A research paper shows that cost-sharing reduces the use of prescription drugs and helps cut down on physician office visits by the elderly.
“Patient Cost-Sharing and Hospitalization Offsets in the Elderly,” co-authored by Harvard Kennedy School professors Amitabh Chandra, Jonathan Gruber and Robin McKnight, was published in the March 2010 edition of American Economic Review.
The authors examined impacts from policy changes recently enacted by the California Public Employees Retirement System (CalPERS) Board in an effort to control healthcare costs. They found that the reduction was accompanied by greater hospitalization for elderly patients who suffered from a chronic disease.
“Overall, we found a rather modest offsetting rise in hospital care when physician and prescription drug co-payments are raised. But we find substantial offsets for the sickest populations with chronic diseases, suggesting that, for chronically ill populations, there is little financial gain from higher co-payments,” the paper said.
The authors say their findings may help policymakers as they consider more effective ways to limit healthcare costs through co-pays and other similar strategies.

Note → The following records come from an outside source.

use serde::{Deserialize, Serialize};
use std::path::{Path, PathBuf};
use textarea_bridge_engine::a11y::{DEFAULT_LINES_PER_PAGE, DEFAULT_MAX_CHARS};
use textarea_bridge_engine::{DeduceOptions, InputTracker, PagedScreenReaderStrategy};
use thiserror::Error;

#[derive(Debug, Error)]
pub enum ConfigError {
    #[error("Failed to read config file at {config_path}: {source}")]
    ConfigReadError {
        config_path: PathBuf,
        source: std::io::Error,
    },

    #[error("Failed to parse config file at {config_path}: {source}")]
    ConfigParseError {
        config_path: PathBuf,
        source: toml::de::Error,
    },
}

#[derive(Debug, Clone, Default, PartialEq, Eq, Serialize, Deserialize)]
#[serde(default)]
pub struct Config {
    pub paging: PagingConfig,
    pub input: InputConfig,
}

/// How much of the document is pushed into the widget for screen readers
#[derive(Debug, Clone, PartialEq, Eq, Serialize, Deserialize)]
#[serde(default)]
pub struct PagingConfig {
    pub lines_per_page: usize,
    /// Cap on the text kept before and after the selection, in UTF-16 units
    pub max_chars: usize,
}

impl Default for PagingConfig {
    fn default() -> Self {
        Self {
            lines_per_page: DEFAULT_LINES_PER_PAGE,
            max_chars: DEFAULT_MAX_CHARS,
        }
    }
}

#[derive(Debug, Clone, PartialEq, Eq, Serialize, Deserialize)]
#[serde(default)]
pub struct InputConfig {
    /// Treat single graphemes inserted away from the caret as pure insertions
    pub stray_insertion_fallback: bool,
}

impl Default for InputConfig {
    fn default() -> Self {
        Self {
            stray_insertion_fallback: true,
        }
    }
}

impl Config {
    pub fn load_from_path<P: AsRef<Path>>(config_path: P) -> Result<Option<Self>, ConfigError> {
        let config_path = config_path.as_ref();
        if !config_path.exists() {
            return Ok(None);
        }

        let content = std::fs::read_to_string(config_path).map_err(|source| {
            ConfigError::ConfigReadError {
                config_path: config_path.to_path_buf(),
                source,
            }
        })?;

        let config: Config =
            toml::from_str(&content).map_err(|source| ConfigError::ConfigParseError {
                config_path: config_path.to_path_buf(),
                source,
            })?;

        Ok(Some(config))
    }

    pub fn load() -> Result<Option<Self>, ConfigError> {
        let config_path = Self::config_path();
        Self::load_from_path(&config_path)
    }

    pub fn save_to_path<P: AsRef<Path>>(&self, config_path: P) -> anyhow::Result<()> {
        let config_path = config_path.as_ref();
        if let Some(parent) = config_path.parent() {
            std::fs::create_dir_all(parent)?;
        }
        let content = toml::to_string_pretty(self)?;
        std::fs::write(config_path, content)?;
        Ok(())
    }

    pub fn save(&self) -> anyhow::Result<()> {
        let config_path = Self::config_path();
        self.save_to_path(&config_path)
    }

    pub fn config_path() -> PathBuf {
        let config_dir = shellexpand::tilde("~/.config/textarea-bridge");
        PathBuf::from(config_dir.as_ref()).join("config.toml")
    }

    pub fn paging_strategy(&self) -> PagedScreenReaderStrategy {
        PagedScreenReaderStrategy::new(self.paging.lines_per_page, self.paging.max_chars)
    }

    pub fn deduce_options(&self) -> DeduceOptions {
        DeduceOptions {
            stray_insertion_fallback: self.input.stray_insertion_fallback,
        }
    }

    pub fn input_tracker(&self) -> InputTracker {
        InputTracker::new(self.deduce_options(), self.paging_strategy())
    }
}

“Our analysis has important implications for the ‘donut hole’ in the Medicare Part D program – beneficiaries with chronic illnesses who are exposed to 100 percent cost-sharing may cut back on vital therapies and end up increasing overall costs for the Medicare program,” said Chandra. “It also illustrates the pitfalls of having different insurers being responsible for different aspects of a patients care.”